La profunda cumbre


Este título no tiene intenciones poéticas. Si parece un oxímoron es, eso, una apariencia. En realidad es un sintagma descriptivo. ¿Qué objeto puede ser hondo y alto a la vez?. Pues, dado que tampoco es una adivinanza, es necesario sacar con rapidez al lector de su perplejidad o aburrimiento en esta cuarta línea. Se trata de un penal en la cumbre de una montaña. No cabe mayor crueldad que encerrar en la oscuridad a seres humanos en medio de la mayor luminosidad que puede ofrecer la costa del mediterráneo.

Hace unos días tuvimos el privilegio de conocer en el castillo de Galeras de la ciudad de Cartagena el esplendor de una cota que permitía gozar del rielar de un mar de azul inefable que ya contempló y surcó Virgilio para la preocupación de Horacio que reclamaba al mar que «cuidara de la mitad de su alma», y, al tiempo, caminar trémulos por oscuros y sórdidos espacios de desesperación. Lugares en los que el penado era sometido a la doble tortura de la pérdida de libertad y la pérdida de toda visión de la luz que todo lo envolvía a un espesor de muro de distancia. Todos los espacios estaban volcados hacia la oscuridad. Patios y celdas (la de castigo doblemente) se volvían sobre los penados negándoles el consuelo físico de la bienhechora luz. Hasta el patio de paseo era un hortus conclusus. Aunque quizá donde de forma más plástica se percibía los propósitos del diseñador de la prisión era la habitación donde era posible la comunicación con los visitantes. Doble reja y cámara de aislamiento de contactos elementalmente humanos. Seguramente sólo los ojos traspasaban el espacio haciendo posibles imaginarias caricias ópticas.

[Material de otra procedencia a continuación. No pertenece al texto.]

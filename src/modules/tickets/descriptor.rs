use crate::services::error::EngineError;
use crate::services::platform::UserId;
use chrono::{DateTime, Utc};
use std::fmt;
use std::str::FromStr;

#[derive(Debug, Clone, Copy, PartialEq, Eq, Hash, poise::ChoiceParameter)]
pub enum TicketKind {
    #[name = "support"]
    Support,
    #[name = "order"]
    Order,
    #[name = "sale"]
    Sale,
    #[name = "reward"]
    Reward,
}

impl TicketKind {
    pub const ALL: [TicketKind; 4] = [
        TicketKind::Support,
        TicketKind::Order,
        TicketKind::Sale,
        TicketKind::Reward,
    ];

    pub fn id(&self) -> &'static str {
        match self {
            TicketKind::Support => "support",
            TicketKind::Order => "order",
            TicketKind::Sale => "sale",
            TicketKind::Reward => "reward",
        }
    }

    pub fn label(&self) -> &'static str {
        match self {
            TicketKind::Support => "🛟 Support",
            TicketKind::Order => "🛒 Order",
            TicketKind::Sale => "💰 Sale",
            TicketKind::Reward => "🎁 Invite Reward",
        }
    }
}

impl fmt::Display for TicketKind {
    fn fmt(&self, f: &mut fmt::Formatter<'_>) -> fmt::Result {
        f.write_str(self.id())
    }
}

impl FromStr for TicketKind {
    type Err = EngineError;

    fn from_str(s: &str) -> Result<Self, Self::Err> {
        TicketKind::ALL
            .into_iter()
            .find(|k| k.id() == s)
            .ok_or_else(|| EngineError::validation(format!("unknown ticket type `{}`", s)))
    }
}

/// Ticket metadata carried in the channel topic.
#[derive(Debug, Clone, Copy, PartialEq, Eq)]
pub struct TicketDescriptor {
    pub opener_id: UserId,
    pub created_at: DateTime<Utc>,
    pub kind: TicketKind,
}

impl TicketDescriptor {
    pub fn encode(&self) -> String {
        format!(
            "opener={};created={};type={}",
            self.opener_id,
            self.created_at.timestamp(),
            self.kind
        )
    }

    /// Parses a channel topic. Anything that is not a ticket topic is `None`.
    pub fn parse(topic: &str) -> Option<Self> {
        let mut opener_id = None;
        let mut created_at = None;
        let mut kind = None;

        for field in topic.trim().split(';') {
            let (key, value) = field.split_once('=')?;
            match key.trim() {
                "opener" => opener_id = value.trim().parse::<UserId>().ok(),
                "created" => {
                    created_at = value
                        .trim()
                        .parse::<i64>()
                        .ok()
                        .and_then(|secs| DateTime::from_timestamp(secs, 0))
                }
                "type" => kind = value.trim().parse::<TicketKind>().ok(),
                _ => {}
            }
        }

        Some(Self {
            opener_id: opener_id?,
            created_at: created_at?,
            kind: kind?,
        })
    }
}

#[cfg(test)]
mod tests {
    use super::*;

    #[test]
    fn encode_then_parse() {
        let descriptor = TicketDescriptor {
            opener_id: 123,
            created_at: DateTime::from_timestamp(1_700_000_000, 0).unwrap(),
            kind: TicketKind::Sale,
        };
        assert_eq!(descriptor.encode(), "opener=123;created=1700000000;type=sale");
        assert_eq!(TicketDescriptor::parse(&descriptor.encode()), Some(descriptor));
    }

    #[test]
    fn foreign_topics_are_not_tickets() {
        assert_eq!(TicketDescriptor::parse("General chat, be nice"), None);
        assert_eq!(TicketDescriptor::parse("opener=1;created=2"), None);
        assert_eq!(TicketDescriptor::parse("opener=x;created=2;type=support"), None);
        assert_eq!(TicketDescriptor::parse("opener=1;created=2;type=party"), None);
    }

    #[test]
    fn unknown_kind_is_a_validation_error() {
        assert!(matches!("party".parse::<TicketKind>(), Err(EngineError::Validation(_))));
        assert_eq!("reward".parse::<TicketKind>().unwrap(), TicketKind::Reward);
    }
}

Los visitantes eran  dispares en sus intereses y, por tanto, en su capacidad de percibir las muchas realidades superpuestas. Unos miraban los espacios viendo exclusivamente sus posibilidades arquitectónicas para futuras rehabilitaciones. Otros simplemente disfrutaban de la vista o se estremecían divertidamente con las descripciones del régimen carcelario que daba nuestro guía militar. Incluso algunos usaban la visita para lucir erudición de café concierto en una cansina cháchara con anécdotas para olvidar sobre actos lunáticos de defecciones, afecciones, sangre y banderas. Pero, afortunadamente, se adivinaba en alguno la energía espiritual que permitía captar la desgracia de tantos hombres cuya extravagancia sexual (vagar por fuera de los coyunturalmente establecido) les hacía reos coyunturales del desprecio y la sepultura en vida. Al salir al terrado de la cárcel la vista cegaba y el espacio abierto a todas las dimensiones invitaba a volar y purificarse.

Tras la visita alguien se me acercó y me dijo, usando un término del argot arquitectónico, que aquel edificio aceptaba cualquier programa. En efecto, y el primero de ellos fue el de la ignominia.